AbstractThe lithospheric evolution of western Laurentia spans several billion years of Earth history and provides an exceptional opportunity for investigating continental deformation during Archean and Proterozoic assembly of the craton and subsequent Phanerozoic orogenic processes along its western margin. In this study we present fundamental‐mode Rayleigh wave azimuthal anisotropy in the period range 20–150 s for western Laurentia and the southern Canadian Cordillera. The surface wave phase velocity maps offer new constraints on the depth distribution of seismic anisotropy in this region. At short periods (20–25 s), strong anisotropy with an orogen‐parallel fast direction is evident in the Cordillera and neighboring foreland belt, suggesting pervasive ductile deformation in the lower crust during Laramide orogenesis. At periods of 70 s and higher, a zone of low‐to‐null azimuthal anisotropy is evident in the southern part of the Cordillera.
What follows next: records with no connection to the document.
//! # VariantKV
//!
//! Typed key/value persistence on top of string-only stores:
//! - Rich values: numbers (NaN, ±0, ±Infinity), bigints, dates, patterns,
//!   arrays, maps, sets and records
//! - Shared and cyclic references survive a round trip
//! - Plain strings written by other code are read back unchanged
//! - Store errors (e.g. quota exceeded) reach the caller untouched
//!
//! ## Architecture Overview
//!
//! ```text
//! ┌─────────────────────────────────────────────────────────────┐
//! │                     VariantStorage                           │
//! │               (get / set / get_as / remove)                  │
//! └─────────────────────┬───────────────────────────────────────┘
//!                       │
//!          ┌────────────┴────────────┐
//!          │                         │
//!          ▼                         ▼
//!   ┌─────────────┐          ┌─────────────┐
//!   │    Codec    │          │    Store    │
//!   │  (Value ⇄   │          │ (Memory or  │
//!   │   bytes)    │          │    File)    │
//!   └──────┬──────┘          └─────────────┘
//!          │                         ▲
//!          ▼                         │
//!   ┌─────────────┐                  │
//!   │   Framing   │──── "▒v1▒…" ─────┘
//!   │ (tag+base64)│
//!   └─────────────┘
//! ```
//!
//! ## Example
//!
//! ```
//! use variantkv::{MemoryStore, Value, VariantStorage};
//! use variantkv::value::Array;
//!
//! let storage = VariantStorage::new(MemoryStore::new());
//!
//! let a = Array::new();
//! a.push(Value::Array(a.clone()));
//! storage.set("cycle", &Value::Array(a.clone())).unwrap();
//!
//! let restored = storage.get("cycle").unwrap().unwrap();
//! let restored = restored.as_array().unwrap();
//! assert!(restored.get(0).unwrap().is_same_instance(&Value::Array(restored.clone())));
//! # a.clear();
//! # restored.clear();
//! ```

// =============================================================================
// Module Declarations
// =============================================================================

pub mod error;
pub mod config;

pub mod value;
pub mod codec;
pub mod framing;
pub mod store;
pub mod storage;

// =============================================================================
// Public API Re-exports
// =============================================================================

pub use error::{CodecError, SetError, StoreError, TypeMismatch, VariantError};
pub use config::{Config, SyncStrategy};
pub use value::Value;
pub use store::{FileStore, KeyValueStore, MemoryStore};
pub use storage::{create_storage, VariantStorage};

// =============================================================================
// Version Info
// =============================================================================

/// Current version of VariantKV
pub const VERSION: &str = env!("CARGO_PKG_VERSION");
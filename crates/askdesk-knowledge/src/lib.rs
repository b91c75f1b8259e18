//! # AskDesk Knowledge
//!
//! Everything needed to turn a curated FAQ into a searchable snapshot.
//!
//! ## Design
//! - **Loader**: remote document store first, local JSON file as fallback
//! - **Encoders**: local feature hashing (always available), a local ONNX
//!   sentence transformer (`onnx` feature), or remote embedding endpoints
//!   (OpenAI-compatible, Ollama)
//! - **Index**: exact flat k-NN over squared Euclidean distance
//!
//! ```text
//! KnowledgeLoader.load()  →  [KnowledgeEntry; n]
//!   ↓ normalized questions
//! Encoder.encode_batch()  →  [Vec<f32>; n]   (position i ↔ entry i)
//!   ↓
//! FlatIndex::build()      →  query(vector, k) → [(position, distance)]
//! ```

pub mod embeddings;
pub mod index;
pub mod loader;

#[cfg(feature = "onnx")]
pub use embeddings::OnnxEncoder;
pub use embeddings::{HashingEncoder, RemoteEncoder, RemoteKind, create_encoder};
pub use index::{FlatIndex, Neighbor};
pub use loader::KnowledgeLoader;
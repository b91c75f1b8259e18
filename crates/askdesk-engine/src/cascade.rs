//! Resolution cascade.
//!
//! Four strategies, cheapest first, first success wins:
//!
//! ```text
//! 1. exact      normalized query == normalized question (first in load order)
//! 2. semantic   nearest neighbor, squared L2 strictly below threshold
//! 3. scraped    keyword window from the live website
//! 4. generated  remote language model
//!    └─ failure → apology, source=error, query logged as missed
//! ```
//!
//! No stage is retried. Stage failures are logged and the cascade moves on;
//! nothing here returns an error to the caller.

use askdesk_core::error::{AskDeskError, Result};
use askdesk_core::types::{KnowledgeEntry, ResolutionResult, Source, normalize};
use askdesk_providers::{extract_snippet, format_snippet};

use crate::assistant::Assistant;
use crate::snapshot::Snapshot;

impl Assistant {
    /// Resolve a free-text query into exactly one tagged result.
    pub async fn resolve(&self, query: &str) -> ResolutionResult {
        let snapshot = self.snapshot();
        let normalized = normalize(query);

        // ═══ Stage 1: exact ═══
        if let Some(entry) = snapshot.exact(&normalized) {
            tracing::debug!("🎯 Exact match: {}", entry.question);
            return ResolutionResult::from_entry(entry, Source::Exact);
        }

        // ═══ Stage 2: semantic ═══
        match self.semantic_match(&snapshot, &normalized).await {
            Ok(Some(entry)) => return ResolutionResult::from_entry(entry, Source::Semantic),
            Ok(None) => {}
            Err(AskDeskError::ModelUnavailable) => {
                tracing::debug!("⏭️ Semantic stage skipped: embedding model unavailable");
            }
            Err(e) => tracing::warn!("⚠️ Semantic stage failed: {e}"),
        }

        // ═══ Stage 3: website snippet ═══
        match self.snippet_fallback(query).await {
            Ok(Some(snippet)) => {
                tracing::info!("✅ Found scraped content");
                return ResolutionResult::new(snippet, query, Source::Scraped);
            }
            Ok(None) => {}
            Err(e) => tracing::warn!("⚠️ Snippet fallback failed: {e}"),
        }

        // ═══ Stage 4: generative ═══
        match self.generative_fallback(query).await {
            Ok(text) => ResolutionResult::new(text, query, Source::Generated),
            Err(e) => {
                tracing::warn!("⚠️ Generative fallback failed: {e}");
                self.log_miss(query).await;
                ResolutionResult::new(self.settings.apology.clone(), query, Source::Error)
            }
        }
    }

    async fn semantic_match<'a>(
        &self,
        snapshot: &'a Snapshot,
        normalized: &str,
    ) -> Result<Option<&'a KnowledgeEntry>> {
        let nearest = snapshot.nearest(normalized, 1).await?.into_iter().next();
        let Some((entry, distance)) = nearest else {
            return Ok(None);
        };
        // NaN compares false and is rejected with the rest
        if distance < self.settings.threshold {
            tracing::debug!("🔍 Semantic match (d={distance:.3}): {}", entry.question);
            Ok(Some(entry))
        } else {
            tracing::debug!("🔍 Nearest FAQ too far (d={distance:.3}): {}", entry.question);
            Ok(None)
        }
    }

    async fn snippet_fallback(&self, query: &str) -> Result<Option<String>> {
        let Some(source) = &self.snippet else {
            return Ok(None);
        };
        let page = source.fetch(&self.settings.snippet_url).await?;
        Ok(extract_snippet(query, &page, self.settings.window)
            .map(|snippet| format_snippet(source.provenance(), &snippet)))
    }

    async fn generative_fallback(&self, query: &str) -> Result<String> {
        let provider = self
            .provider
            .as_ref()
            .ok_or_else(|| AskDeskError::Generative("no provider configured".into()))?;
        tracing::info!("🧠 LLM fallback via {} for: {query}", provider.name());
        let reply = provider
            .generate(&self.settings.system_prompt, query, &self.settings.params)
            .await?;
        Ok(reply.trim().to_string())
    }
}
This apparent null region is interpreted to reflect complex asthenospheric flow due to the combined effects of the Juan de Fuca slab window, lithospheric delamination, and small‐scale edge‐driven convection. Depth‐variant azimuthal anisotropy is evident beneath the cratonic part of the study region. The dominant direction of fast wave propagation in the southeastern part of the craton changes from N‐S at periods of <120 s to NE‐SW at 150 s period. This depth dependence is inferred to arise from different origins of the observed anisotropy, with “frozen” anisotropy within cratonic lithosphere underlain by flow‐driven anisotropy in the asthenosphere. The frozen N‐S trending fabrics in the middle to lower cratonic lithosphere most likely reflect processes of Paleoproterozoic assembly of western Laurentia.